After a misfire in the U.S. House of Representatives late last year, language to begin to peel Coastal Barrier Resources Act (CBRA) designation from county lands was approved Tuesday by the U.S.Senate.

A “Lands Package,” legislation combining 100 bills, was sent to the Senate floor late last week and passed Tuesday afternoon, according to a spokeswoman in Florida Sen. Marco Rubio’s office.

The package included an amendment from Rubio which would remove over 40 acres of Gulf County land from the CBRA zone.

That land includes the Cape Breezes subdivision and a small portion of Billy Joe Rish State Park.

Having passed the Senate, the bill still must be approved by the full House of Representatives for passage and then to President Donald Trump’s desk.

In short strokes, Rubio’s amendment includes a map that was inadvertently left out of a bipartisan House bill sponsored by Congressman Neal Dunn (R-North Florida) and two other congressmen late last year.

Initially, Dunn’s office believed a map specific to Gulf County was part of that bill, which was overwhelmingly passed by the House.

“Specifically for Gulf County, the legislation corrects an erroneous placement of areas of the county into CBRA in the 1980s,” Dunn spokeswoman Shelby Hodgkins wrote about the original bill taken up and passed on the House floor.

“This is a small, but significant step to correct this.”

As it turned it, the map and associated language was not part of the bill, which strengthened some provisions of the law while also requiring updated and more accurate mapping in various coastal areas of the county.

Maps pertaining to Bay and Dixie counties were included.

The final recommended agency map for Gulf County, from the agency overseeing the CBRA program, the U.S. Fish and Wildlife Service, would remove 47 acres, some 40 structures, almost entirely in the Cape Breezes subdivision due to the level of infrastructure in place when included in CBRA.

That is the map and language that did not get in the Dunn bill passed by the House but is included in Rubio’s amendment to the far broader “Lands Package” in the Senate.

The 47 acres is an important first step for the county, which has been trying for two decades over overturn the CBRA designation for some 900 acres along coastal Gulf County.

“Once that 40 acres is done (the Board of County Commissioners) is going back to work on the rest of the acreage because we (will have a precedent),” Assistant County Administrator Warren Yeager said last week.

Gulf County officials have long argued that more than 900 acres were rolled into CBRA even though existing infrastructure should have precluded such action.

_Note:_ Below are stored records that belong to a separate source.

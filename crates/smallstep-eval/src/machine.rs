//! The driving loop: apply one reduction at a time until the current
//! statement is irreducible.

use crate::env::Environment;
use crate::error::EvalResult;
use crate::reduce::reduce;
use serde::{Deserialize, Serialize};
use smallstep_syntax::Term;
use std::fmt;

/// One trace record: the (statement, environment) pair at a point in the
/// run. Snapshots own their data, so they stay valid after later steps.
#[derive(Debug, Clone, PartialEq, Eq, Serialize, Deserialize)]
pub struct Snapshot {
    pub term: Term,
    pub env: Environment,
}

/// Renders as `statement, environment`, e.g. `x = 3, {}`.
impl fmt::Display for Snapshot {
    fn fmt(&self, f: &mut fmt::Formatter<'_>) -> fmt::Result {
        write!(f, "{}, {}", self.term, self.env)
    }
}

/// Holds the current (statement, environment) pair and drives reduction.
///
/// There is no step bound and no cycle detection: a diverging program loops
/// forever. Callers that need to bound execution wrap [`Machine::step`]
/// with their own counter or deadline.
#[derive(Debug, Clone)]
pub struct Machine {
    term: Term,
    env: Environment,
}

impl Machine {
    pub fn new(term: Term, env: Environment) -> Self {
        Self { term, env }
    }

    /// The current statement.
    pub fn term(&self) -> &Term {
        &self.term
    }

    /// The current environment.
    pub fn env(&self) -> &Environment {
        &self.env
    }

    /// Whether the current statement admits another step.
    pub fn is_reducible(&self) -> bool {
        self.term.is_reducible()
    }

    /// Replace the current pair with its one-step reduction.
    pub fn step(&mut self) -> EvalResult<()> {
        let step = reduce(&self.term, &self.env)?;
        self.term = step.term;
        self.env = step.env;
        Ok(())
    }

    /// Run to the first irreducible statement, collecting every
    /// intermediate (statement, environment) pair plus the final one.
    ///
    /// The first error aborts the run and is returned as-is.
    pub fn run(mut self) -> EvalResult<Vec<Snapshot>> {
        let mut trace = Vec::new();
        while self.is_reducible() {
            trace.push(self.snapshot());
            self.step()?;
        }
        trace.push(self.snapshot());
        Ok(trace)
    }

    fn snapshot(&self) -> Snapshot {
        Snapshot {
            term: self.term.clone(),
            env: self.env.clone(),
        }
    }
}
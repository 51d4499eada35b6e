pub mod model;
pub mod prediction;
pub mod scorer;
pub mod service;

pub use model::ModelHandle;
pub use prediction::{argmax, PredictionResult};
pub use scorer::{ScoreMut, Scorer, Serialized};
pub use service::PredictionService;
use thiserror::Error;

/// Startup settings for the digit server, read from the environment.
///
/// | variable          | default                     |
/// |-------------------|-----------------------------|
/// | `DIGITS_ADDR`     | `127.0.0.1:5000`            |
/// | `DIGITS_MODEL`    | `trained_models/mnist.json` |
/// | `DIGITS_STRICT`   | `false`                     |
/// | `DIGITS_MAX_BODY` | `8388608` (bytes)           |
#[derive(Debug, Clone, PartialEq, Eq)]
pub struct ServerConfig {
    pub addr:           String,
    pub model_path:     String,
    /// Reject images that are not 28×28 instead of resizing them.
    pub strict:         bool,
    pub max_body_bytes: usize,
}

#[derive(Debug, Error, PartialEq, Eq)]
pub enum ConfigError {
    #[error("{var} must be true/false/1/0, got '{value}'")]
    InvalidBool { var: &'static str, value: String },

    #[error("{var} must be a positive integer, got '{value}'")]
    InvalidSize { var: &'static str, value: String },

    #[error("{var} must not be empty")]
    Empty { var: &'static str },
}

impl Default for ServerConfig {
    fn default() -> Self {
        ServerConfig {
            addr:           "127.0.0.1:5000".to_owned(),
            model_path:     "trained_models/mnist.json".to_owned(),
            strict:         false,
            max_body_bytes: 8 * 1024 * 1024,
        }
    }
}

impl ServerConfig {
    pub fn from_env() -> Result<Self, ConfigError> {
        Self::from_lookup(|var| std::env::var(var).ok())
    }

    /// Builds the config from any variable source; unset variables keep
    /// their defaults.
    pub fn from_lookup<F>(lookup: F) -> Result<Self, ConfigError>
    where
        F: Fn(&str) -> Option<String>,
    {
        let mut config = ServerConfig::default();

        if let Some(addr) = lookup("DIGITS_ADDR") {
            config.addr = non_empty("DIGITS_ADDR", addr)?;
        }
        if let Some(path) = lookup("DIGITS_MODEL") {
            config.model_path = non_empty("DIGITS_MODEL", path)?;
        }
        if let Some(raw) = lookup("DIGITS_STRICT") {
            config.strict = match raw.trim().to_ascii_lowercase().as_str() {
                "1" | "true" | "yes" => true,
                "0" | "false" | "no" => false,
                _ => return Err(ConfigError::InvalidBool { var: "DIGITS_STRICT", value: raw }),
            };
        }
        if let Some(raw) = lookup("DIGITS_MAX_BODY") {
            config.max_body_bytes = match raw.trim().parse::<usize>() {
                Ok(n) if n > 0 => n,
                _ => return Err(ConfigError::InvalidSize { var: "DIGITS_MAX_BODY", value: raw }),
            };
        }

        Ok(config)
    }
}

fn non_empty(var: &'static str, value: String) -> Result<String, ConfigError> {
    if value.trim().is_empty() {
        Err(ConfigError::Empty { var })
    } else {
        Ok(value.trim().to_owned())
    }
}
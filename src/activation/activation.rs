use serde::{Serialize, Deserialize};
use std::f64::consts::{E, PI};

#[derive(Debug, Clone, PartialEq, Serialize, Deserialize)]
pub enum ActivationFunction {
    Sigmoid,
    ReLU,
    Identity,
    /// Softmax is a vector-valued activation; it is applied over the whole
    /// layer output by `ActivationFunction::apply()`, never element-wise.
    Softmax,
    Tanh,
    LeakyReLU { alpha: f64 },
    Elu { alpha: f64 },
    Gelu,
    Swish,
}

impl ActivationFunction {
    /// Element-wise activation. `Softmax` has no element-wise form and is
    /// returned unchanged here; use `apply()` for whole layers.
    pub fn function(&self, x: f64) -> f64 {
        match self {
            ActivationFunction::Sigmoid => 1.0 / (1.0 + E.powf(-x)),
            ActivationFunction::ReLU => if x > 0.0 { x } else { 0.0 },
            ActivationFunction::Identity | ActivationFunction::Softmax => x,
            ActivationFunction::Tanh => x.tanh(),
            ActivationFunction::LeakyReLU { alpha } => if x > 0.0 { x } else { alpha * x },
            ActivationFunction::Elu { alpha } => {
                if x > 0.0 { x } else { alpha * (E.powf(x) - 1.0) }
            }
            ActivationFunction::Gelu => {
                let c = (2.0_f64 / PI).sqrt();
                0.5 * x * (1.0 + (c * (x + 0.044715 * x.powi(3))).tanh())
            }
            ActivationFunction::Swish => x / (1.0 + E.powf(-x)),
        }
    }

    /// Activates a full layer output (pre-activation values `z`).
    pub fn apply(&self, z: &[f64]) -> Vec<f64> {
        match self {
            ActivationFunction::Softmax => softmax(z),
            other => z.iter().map(|&x| other.function(x)).collect(),
        }
    }
}

/// Numerically stable softmax: shifts by the max before exponentiating.
fn softmax(z: &[f64]) -> Vec<f64> {
    let max = z.iter().cloned().fold(f64::NEG_INFINITY, f64::max);
    let exps: Vec<f64> = z.iter().map(|&x| (x - max).exp()).collect();
    let sum: f64 = exps.iter().sum();
    exps.into_iter().map(|e| e / sum).collect()
}
//! ferrite-digits server
//!
//! Serves `POST /predict` for hand-drawn digits. The request body is
//! `{"image": "data:image/png;base64,..."}` (what a browser canvas'
//! `toDataURL()` produces) and the answer is `{"prediction": n}`.
//!
//! Run with:
//!   DIGITS_MODEL=trained_models/mnist.json cargo run --bin digit-server --release
//!
//! See `config.rs` for every environment variable. Log verbosity follows
//! `RUST_LOG` (default `info`).

mod config;
mod handlers;
mod routes;
mod state;

use std::sync::Arc;
use tiny_http::Server;
use tracing::{error, info};

use ferrite_digits::{DigitPipeline, ModelHandle, Normalizer, NormalizerOptions, PredictionService};

use config::ServerConfig;
use state::ServerState;

fn main() {
    tracing_subscriber::fmt()
        .with_env_filter(
            tracing_subscriber::EnvFilter::try_from_default_env()
                .unwrap_or_else(|_| tracing_subscriber::EnvFilter::new("info")),
        )
        .init();

    let config = match ServerConfig::from_env() {
        Ok(c)  => c,
        Err(e) => {
            error!(error = %e, "invalid configuration");
            std::process::exit(2);
        }
    };

    // The model must be in place before the first request is accepted.
    info!(path = %config.model_path, "loading model");
    let model = match ModelHandle::load(&config.model_path) {
        Ok(m)  => m,
        Err(e) => {
            error!(error = %e, "could not load model");
            std::process::exit(1);
        }
    };

    let normalizer = Normalizer::new(NormalizerOptions { strict: config.strict });
    let pipeline   = DigitPipeline::new(normalizer, PredictionService::ready(model));

    let server = match Server::http(config.addr.as_str()) {
        Ok(s)  => s,
        Err(e) => {
            error!(addr = %config.addr, error = %e, "failed to bind HTTP server");
            std::process::exit(1);
        }
    };
    info!(addr = %config.addr, strict = config.strict, "listening");

    let state = Arc::new(ServerState::new(pipeline, config));

    // One thread per request; preprocessing runs fully in parallel and the
    // model is only ever read.
    for request in server.incoming_requests() {
        let state = state.clone();
        std::thread::spawn(move || {
            routes::dispatch(request, state);
        });
    }
}
pub mod encoded;
pub mod normalizer;

pub use encoded::{EncodedImage, Encoding};
pub use normalizer::{normalize, Normalizer, NormalizerOptions};
//! Image normalization for the digit classifier.
//!
//! Turns any decodable raster image into a `(1, 28, 28, 1)` tensor:
//! decode → parse → luminance → bilinear resize → scale by 1/255.
//! Every step is deterministic, so the same payload always yields a
//! bit-identical tensor.

use image::{imageops::{self, FilterType}, DynamicImage, GrayImage, ImageBuffer, Luma, Rgb};
use tracing::{debug, warn};

use crate::error::{InferenceError, Result};
use crate::preprocess::encoded::EncodedImage;
use crate::tensor::{NormalizedTensor, INPUT_HEIGHT, INPUT_WIDTH};

/// Behaviour switches for the normalizer.
#[derive(Debug, Clone, Copy, Default, PartialEq, Eq)]
pub struct NormalizerOptions {
    /// Reject images that are not already 28×28 instead of resizing them.
    pub strict: bool,
}

#[derive(Debug, Clone, Default)]
pub struct Normalizer {
    options: NormalizerOptions,
}

impl Normalizer {
    pub fn new(options: NormalizerOptions) -> Self {
        Normalizer { options }
    }

    pub fn options(&self) -> NormalizerOptions {
        self.options
    }

    pub fn normalize(&self, payload: &EncodedImage) -> Result<NormalizedTensor> {
        let bytes = payload.decode().inspect_err(|e| warn!(error = %e, "rejected payload"))?;
        let image = parse_image(&bytes).inspect_err(|e| warn!(error = %e, "rejected payload"))?;
        debug!(
            width  = image.width(),
            height = image.height(),
            color  = ?image.color(),
            bytes  = bytes.len(),
            "decoded image"
        );
        self.normalize_image(&image)
    }

    /// Runs the steps after decoding on an already parsed image.
    pub fn normalize_image(&self, image: &DynamicImage) -> Result<NormalizedTensor> {
        let (width, height) = (image.width(), image.height());
        if width == 0 || height == 0 {
            return Err(InferenceError::ImageFormat(format!("image has no pixels ({width}x{height})")));
        }
        if self.options.strict && (width as usize, height as usize) != (INPUT_WIDTH, INPUT_HEIGHT) {
            return Err(InferenceError::ImageFormat(format!(
                "strict mode requires {INPUT_WIDTH}x{INPUT_HEIGHT}, got {width}x{height}"
            )));
        }

        let gray = resize_to_input(to_luminance(image));
        NormalizedTensor::from_intensities(gray.as_raw())
    }
}

/// Normalizes with the default (lenient) options.
pub fn normalize(payload: &EncodedImage) -> Result<NormalizedTensor> {
    Normalizer::default().normalize(payload)
}

/// Parses image file bytes; the format is guessed from the content.
pub fn parse_image(bytes: &[u8]) -> Result<DynamicImage> {
    image::load_from_memory(bytes).map_err(|e| InferenceError::ImageFormat(e.to_string()))
}

/// ITU-R BT.601 luma in 16-bit fixed point:
/// `L = (R·19595 + G·38470 + B·7471 + 32768) >> 16`.
///
/// The weights sum to 65536, so a gray pixel keeps its exact value.
pub fn luma(pixel: &Rgb<u8>) -> u8 {
    let [r, g, b] = pixel.0;
    ((r as u32 * 19595 + g as u32 * 38470 + b as u32 * 7471 + 32768) >> 16) as u8
}

/// Collapses any color mode to one 8-bit luminance channel. Alpha is
/// dropped, palettes are already expanded by the decoder, and 16-bit or
/// float images are first reduced to 8 bits per channel.
pub fn to_luminance(image: &DynamicImage) -> GrayImage {
    let rgb = image.to_rgb8();
    ImageBuffer::from_fn(rgb.width(), rgb.height(), |x, y| Luma([luma(rgb.get_pixel(x, y))]))
}

/// Bilinear resize to exactly 28×28. Aspect ratio is not preserved.
pub fn resize_to_input(gray: GrayImage) -> GrayImage {
    let (w, h) = (INPUT_WIDTH as u32, INPUT_HEIGHT as u32);
    if gray.dimensions() == (w, h) {
        return gray;
    }
    imageops::resize(&gray, w, h, FilterType::Triangle)
}
pub mod metadata;
pub mod network;

pub use network::Network;
pub use metadata::{InputType, ModelMetadata};
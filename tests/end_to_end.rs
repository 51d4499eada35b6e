mod common;

use std::sync::Arc;

use image::DynamicImage;

use ferrite_digits::{
    normalize, DigitPipeline, EncodedImage, InferenceError, ModelHandle, NormalizedTensor, Normalizer,
    PredictionService, Scorer, Shape,
};

use common::{data_uri, draw, png, template_network, FOUR, ZERO};

fn four_payload() -> EncodedImage {
    // 100 wide, 150 tall, RGB.
    let image = DynamicImage::ImageRgb8(draw(FOUR, 100, 150));
    let uri = data_uri(&png(&image));
    assert!(uri.starts_with("data:image/png;base64,"));
    EncodedImage::data_uri(uri)
}

fn saved_model(dir: &tempfile::TempDir) -> String {
    let path = dir.path().join("digits.json").to_str().unwrap().to_owned();
    template_network(&[(0, ZERO), (4, FOUR)]).save_json(&path).unwrap();
    path
}

#[test]
fn handwritten_four_is_predicted_as_four() {
    let dir = tempfile::tempdir().unwrap();
    let model = ModelHandle::load(&saved_model(&dir)).unwrap();
    let pipeline = DigitPipeline::new(Normalizer::default(), PredictionService::ready(model));

    let payload = four_payload();
    let tensor = normalize(&payload).unwrap();
    assert_eq!(tensor.shape(), &Shape::model_input());

    let result = pipeline.classify(&payload).unwrap();
    assert_eq!(result.prediction, 4);
    assert_eq!(result.scores.len(), 10);
    assert_eq!(serde_json::to_value(&result).unwrap(), serde_json::json!({ "prediction": 4 }));
}

#[test]
fn zero_is_not_mistaken_for_four() {
    let dir = tempfile::tempdir().unwrap();
    let model = ModelHandle::load(&saved_model(&dir)).unwrap();
    let service = PredictionService::ready(model);

    let image = DynamicImage::ImageRgb8(draw(ZERO, 120, 120));
    let tensor = normalize(&EncodedImage::data_uri(data_uri(&png(&image)))).unwrap();
    assert_eq!(service.predict(&tensor).unwrap().prediction, 0);
}

#[test]
fn predict_before_load_is_not_ready() {
    let pipeline = DigitPipeline::new(Normalizer::default(), PredictionService::new());
    let err = pipeline.classify(&four_payload()).unwrap_err();
    assert!(matches!(err, InferenceError::ModelNotReady));

    let dir = tempfile::tempdir().unwrap();
    pipeline.service().install(ModelHandle::load(&saved_model(&dir)).unwrap()).unwrap();
    assert_eq!(pipeline.classify(&four_payload()).unwrap().prediction, 4);
}

struct Tied;

impl Scorer for Tied {
    fn input_shape(&self) -> Shape {
        Shape::model_input()
    }

    fn score(&self, _tensor: &NormalizedTensor) -> ferrite_digits::Result<Vec<f32>> {
        Ok(vec![0.01, 0.02, 0.03, 0.4, 0.0, 0.0, 0.0, 0.4, 0.1, 0.04])
    }
}

#[test]
fn tied_scores_pick_lower_index() {
    let service = PredictionService::ready(ModelHandle::from_scorer(Tied, "tied"));
    let tensor = normalize(&four_payload()).unwrap();
    assert_eq!(service.predict(&tensor).unwrap().prediction, 3);
}

#[test]
fn concurrent_requests_agree() {
    let dir = tempfile::tempdir().unwrap();
    let model = ModelHandle::load(&saved_model(&dir)).unwrap();
    let pipeline = Arc::new(DigitPipeline::new(Normalizer::default(), PredictionService::ready(model)));
    let payload = Arc::new(four_payload());

    let handles: Vec<_> = (0..8).map(|_| {
        let pipeline = pipeline.clone();
        let payload = payload.clone();
        std::thread::spawn(move || pipeline.classify(&payload).unwrap().prediction)
    }).collect();

    for h in handles {
        assert_eq!(h.join().unwrap(), 4);
    }
}

#[test]
fn model_with_wrong_input_size_fails_to_load() {
    let dir = tempfile::tempdir().unwrap();
    let path = dir.path().join("small.json").to_str().unwrap().to_owned();
    ferrite_digits::Network::new(vec![(
        ferrite_digits::Matrix::zeros(64, 10),
        ferrite_digits::Matrix::zeros(1, 10),
        ferrite_digits::ActivationFunction::Softmax,
    )])
    .save_json(&path)
    .unwrap();

    match ModelHandle::load(&path).unwrap_err() {
        InferenceError::ShapeMismatch { expected, actual } => {
            assert_eq!(expected.to_string(), "(1, 28, 28, 1)");
            assert_eq!(actual.to_string(), "(1, 64)");
        }
        other => panic!("unexpected error: {other}"),
    }
}
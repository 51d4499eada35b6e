use ferrite_digits::DigitPipeline;

use crate::config::ServerConfig;

/// Everything a request handler needs, shared read-only via `Arc`.
#[derive(Debug)]
pub struct ServerState {
    pub pipeline: DigitPipeline,
    pub config:   ServerConfig,
}

impl ServerState {
    pub fn new(pipeline: DigitPipeline, config: ServerConfig) -> Self {
        ServerState { pipeline, config }
    }
}
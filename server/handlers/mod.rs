pub mod health;
pub mod predict;
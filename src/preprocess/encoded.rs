use std::borrow::Cow;

use base64::Engine;
use base64::engine::general_purpose::STANDARD;

use crate::error::{InferenceError, Result};

/// How the bytes of an `EncodedImage` are to be read.
#[derive(Debug, Clone, Copy, PartialEq, Eq)]
pub enum Encoding {
    /// `<metadata-prefix>,<base64-payload>`, as produced by a browser
    /// canvas' `toDataURL()`. Only the text after the first comma is used.
    DataUri,
    /// Raw image file bytes (PNG, JPEG, ...), no transport wrapping.
    Binary,
}

/// A client-supplied image payload, exactly as received.
#[derive(Debug, Clone, PartialEq, Eq)]
pub struct EncodedImage {
    encoding: Encoding,
    payload:  Vec<u8>,
}

impl EncodedImage {
    pub fn data_uri(text: impl Into<String>) -> Self {
        EncodedImage { encoding: Encoding::DataUri, payload: text.into().into_bytes() }
    }

    pub fn binary(bytes: impl Into<Vec<u8>>) -> Self {
        EncodedImage { encoding: Encoding::Binary, payload: bytes.into() }
    }

    pub fn encoding(&self) -> Encoding {
        self.encoding
    }

    pub fn len(&self) -> usize {
        self.payload.len()
    }

    pub fn is_empty(&self) -> bool {
        self.payload.is_empty()
    }

    /// Strips the transport wrapping and returns the image file bytes.
    ///
    /// For `DataUri` payloads everything up to and including the first comma
    /// is discarded and the remainder is decoded as standard, padded base64.
    /// A missing comma or invalid base64 is a `Decode` error. A second comma
    /// stays part of the payload (and so fails base64) rather than ending
    /// it, as splitting on every comma and taking the second piece would.
    pub fn decode(&self) -> Result<Cow<'_, [u8]>> {
        match self.encoding {
            Encoding::Binary  => Ok(Cow::Borrowed(&self.payload)),
            Encoding::DataUri => {
                let text = std::str::from_utf8(&self.payload)
                    .map_err(|e| InferenceError::Decode(format!("payload is not UTF-8: {e}")))?;
                let (_prefix, body) = text.split_once(',').ok_or_else(|| {
                    InferenceError::Decode("missing ',' between data-URI prefix and payload".into())
                })?;
                STANDARD
                    .decode(body.trim())
                    .map(Cow::Owned)
                    .map_err(|e| InferenceError::Decode(format!("invalid base64: {e}")))
            }
        }
    }
}

#[cfg(test)]
mod tests {
    use super::*;

    #[test]
    fn data_uri_prefix_is_stripped() {
        let img = EncodedImage::data_uri("data:image/png;base64,aGVsbG8=");
        assert_eq!(img.decode().unwrap().as_ref(), b"hello");
    }

    #[test]
    fn empty_prefix_is_accepted() {
        let img = EncodedImage::data_uri(",aGVsbG8=");
        assert_eq!(img.decode().unwrap().as_ref(), b"hello");
    }

    #[test]
    fn trailing_newline_is_ignored() {
        let img = EncodedImage::data_uri("data:image/png;base64,aGVsbG8=\n");
        assert_eq!(img.decode().unwrap().as_ref(), b"hello");
    }

    #[test]
    fn raw_base64_without_separator_is_a_decode_error() {
        let img = EncodedImage::data_uri("aGVsbG8=");
        assert!(matches!(img.decode(), Err(InferenceError::Decode(_))));
    }

    #[test]
    fn invalid_base64_is_a_decode_error() {
        let img = EncodedImage::data_uri("data:image/png;base64,not*base64!");
        assert!(matches!(img.decode(), Err(InferenceError::Decode(_))));
    }

    #[test]
    fn second_comma_is_not_base64() {
        let img = EncodedImage::data_uri("data:image/png;base64,aGVs,bG8=");
        assert!(matches!(img.decode(), Err(InferenceError::Decode(_))));
    }

    #[test]
    fn binary_payload_passes_through() {
        let img = EncodedImage::binary(vec![0x89, b'P', b'N', b'G']);
        assert_eq!(img.decode().unwrap().as_ref(), &[0x89, b'P', b'N', b'G']);
        assert_eq!(img.encoding(), Encoding::Binary);
    }
}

And, county officials argue that erroneous designation has cost the county tens of millions of dollars while handicapping property owners from securing federal funds, particularly federally-backed flood insurance.

Access to the federal flood insurance program is part of the language of Rubio’s amendment and Dunn’s House-approved bill.

Dunn has sponsored a bill which is in committee that would remove the CBRA designation from a significant portion of coastal south Gulf County.

That bill includes language mandating the removal of the CBRA designation from much of the unit that encompasses south Gulf County.

No matter the future of any of the above bills, it is easily the furthest any bill pertaining to CBRA in Gulf County has moved.

CBRA was signed into law by President Ronald Reagan and works to preserve barrier islands by barring the use of federal funds and financial assistance, the aim to constrain development.

Changes require Congressional action.

Two previous congressmen, Allen Boyd and Steve Southerland, filed bills seeking to partially or in whole remove the CBRA designation in Gulf County.

None made it out of committee.

Last year the BOCC considered whether to pursue legal action once legislative options proved fruitless.